Data to examine START
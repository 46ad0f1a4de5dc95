//! models/channel_model.rs
//! Identificadores de canal y su orden de prioridad por defecto.

use std::fmt;
use std::str::FromStr;

use serde::{Deserialize, Serialize};

#[derive(Debug, Clone, Copy, PartialEq, Eq, Hash, Serialize, Deserialize)]
#[serde(rename_all = "lowercase")]
pub enum Channel {
    Telegram,
    Email,
    Sms,
    Push,
}

/// Order used for multi-channel sends and for fallback selection.
pub const DEFAULT_PRIORITY: [Channel; 4] = [
    Channel::Telegram,
    Channel::Email,
    Channel::Sms,
    Channel::Push,
];

impl Channel {
    pub fn as_str(&self) -> &'static str {
        match self {
            Channel::Telegram => "telegram",
            Channel::Email => "email",
            Channel::Sms => "sms",
            Channel::Push => "push",
        }
    }
}

impl fmt::Display for Channel {
    fn fmt(&self, f: &mut fmt::Formatter<'_>) -> fmt::Result {
        f.write_str(self.as_str())
    }
}

impl FromStr for Channel {
    type Err = String;

    fn from_str(value: &str) -> Result<Self, Self::Err> {
        match value.trim().to_ascii_lowercase().as_str() {
            "telegram" => Ok(Channel::Telegram),
            "email" => Ok(Channel::Email),
            "sms" => Ok(Channel::Sms),
            "push" => Ok(Channel::Push),
            other => Err(format!("Unsupported channel: {other}")),
        }
    }
}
Data to examine END
Task to carry out
From the first line of the data above through the line containing "impl fmt::Display for", repeat each line exactly, and add nothing.

Response for this exercise
repository 46ad0f1a4de5dc95
//! models/channel_model.rs
//! Identificadores de canal y su orden de prioridad por defecto.

use std::fmt;
use std::str::FromStr;

use serde::{Deserialize, Serialize};

#[derive(Debug, Clone, Copy, PartialEq, Eq, Hash, Serialize, Deserialize)]
#[serde(rename_all = "lowercase")]
pub enum Channel {
    Telegram,
    Email,
    Sms,
    Push,
}

/// Order used for multi-channel sends and for fallback selection.
pub const DEFAULT_PRIORITY: [Channel; 4] = [
    Channel::Telegram,
    Channel::Email,
    Channel::Sms,
    Channel::Push,
];

impl Channel {
    pub fn as_str(&self) -> &'static str {
        match self {
            Channel::Telegram => "telegram",
            Channel::Email => "email",
            Channel::Sms => "sms",
            Channel::Push => "push",
        }
    }
}

impl fmt::Display for Channel {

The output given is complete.